Nevertheless, we have apt examples of how cultural initiatives bring people together and make them better. One of the best examples is Gogolfest. In 2015, more than 80,000 people attended it over the course of 11 days. Every year the festival attracts hundreds of organisations including embassies, cultural centres, galleries, theatres, musical collectives and many others to create 15 extensive programmes. Vlad Troitsky’s personal initiative eventually grew into a huge forum for tens of thousands of people. In the near future, Gogolfest will go beyond Kyiv. “Already this year, the festival will be held in Ivano-Frankivsk. If such an event had been held throughout Ukraine in the last 20 years at least, we wouldn’t have had a war,” the voice Maksim Demsky, the director of Gogolfest, says, literally exuding confidence. “Cultural events such as the festival aim to humanise society, for people there can be interaction on a different level: not day-to-day, but at the creative level.
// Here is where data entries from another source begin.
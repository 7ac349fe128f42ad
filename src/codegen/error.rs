use std::borrow::Cow;
use std::error::Error;
use std::fmt::{self, Display};

use crate::analysis::ClassName;
use crate::ast::Name;
use crate::position::{HasSpan, Span};
use crate::util::slice_formatter;

/// A construct that type-checks but has no counterpart in the generated IR.
#[derive(Debug, Clone, PartialEq, Eq)]
pub enum UnsupportedConstruct {
    StringLiteral,
    StringObject,
    Case,
    IsVoid,
    BuiltinMethod {
        class: ClassName<'static>,
        method: Vec<u8>,
    },
}

impl Display for UnsupportedConstruct {
    fn fmt(&self, f: &mut fmt::Formatter<'_>) -> fmt::Result {
        match self {
            Self::StringLiteral => write!(f, "string literals"),
            Self::StringObject => write!(f, "`new String`"),
            Self::Case => write!(f, "case expressions"),
            Self::IsVoid => write!(f, "`isvoid`"),

            Self::BuiltinMethod { class, method } => {
                write!(f, "the built-in method `{}.{}`", class, slice_formatter(method))
            }
        }
    }
}

#[derive(Debug, Clone, PartialEq, Eq)]
pub enum CodegenError {
    Unsupported {
        construct: UnsupportedConstruct,
        span: Span,
    },

    UnknownClass {
        name: ClassName<'static>,
        span: Span,
    },

    UnknownMethod {
        class: ClassName<'static>,
        method: Box<Name<'static>>,
    },

    UnknownName(Box<Name<'static>>),
}

impl Display for CodegenError {
    fn fmt(&self, f: &mut fmt::Formatter<'_>) -> fmt::Result {
        match self {
            Self::Unsupported { construct, .. } => {
                write!(f, "{} cannot be compiled to Bril", construct)
            }

            Self::UnknownClass { name, .. } => write!(f, "unknown class `{}`", name),

            Self::UnknownMethod { class, method } => write!(
                f,
                "class `{}` does not have a method named `{}`",
                class, method,
            ),

            Self::UnknownName(name) => write!(f, "unknown name `{}`", name),
        }
    }
}

impl Error for CodegenError {}

impl HasSpan for CodegenError {
    fn span(&self) -> Cow<'_, Span> {
        match self {
            Self::Unsupported { span, .. } => Cow::Borrowed(span),
            Self::UnknownClass { span, .. } => Cow::Borrowed(span),
            Self::UnknownMethod { method, .. } => method.span(),
            Self::UnknownName(name) => name.span(),
        }
    }
}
At some point, society intuitively sensed the importance of mainstreaming the cultural process, and many small initiatives, non-governmental organisations, a volunteer movement appeared. But we need all of that on a larger scale. After all, culture is, in essence, that part of the public consciousness without which statehood cannot exist as such.”

Talking about statehood. No matter how much we try to change the sceptical view of culture with small deeds at local level, this will not be easy to achieve without a state cultural policy.

UK

In 2007, the forward-looking UK took the decision to become a creative country and launched the Creative Britain programme. It aims is to improve the quality of life of every Briton through cultural and sporting events, develop the creative industries, tourism and the entertainment industry. On the one hand, this is rather an abstract statement. But a few years on, we see that it is largely at the source of both the social and economic success of the country. And particularly its economic success, whereas culture in our country is often regarded as something divorced from reality, say, like a painting hanging on the wall in a museum: yeah it's there, great.

According to the British government website, at the end of January 2016 (https://www.gov.uk/government/news/creative-industries-worth-almost-10-million-an-hour-to-economy) the creative industries in the UK were generating roughly GBP 9.6 million per hour. The Minister for Culture Ed Vaizey believes that they bring a record GBP 84 billion a year into the country's economy and are growing twice as fast as any other economic sector. However, this did not happen by itself. It is the UK government that creates the right environment for the creative industries: offering tax incentives, domestic investment and innovative education. One can complain about abstract figures concealing data of a general nature and exaggerations. But the fact remains that in Ukraine no statistics of any kind are compiled and no analysis of the economy of the cultural field is conducted.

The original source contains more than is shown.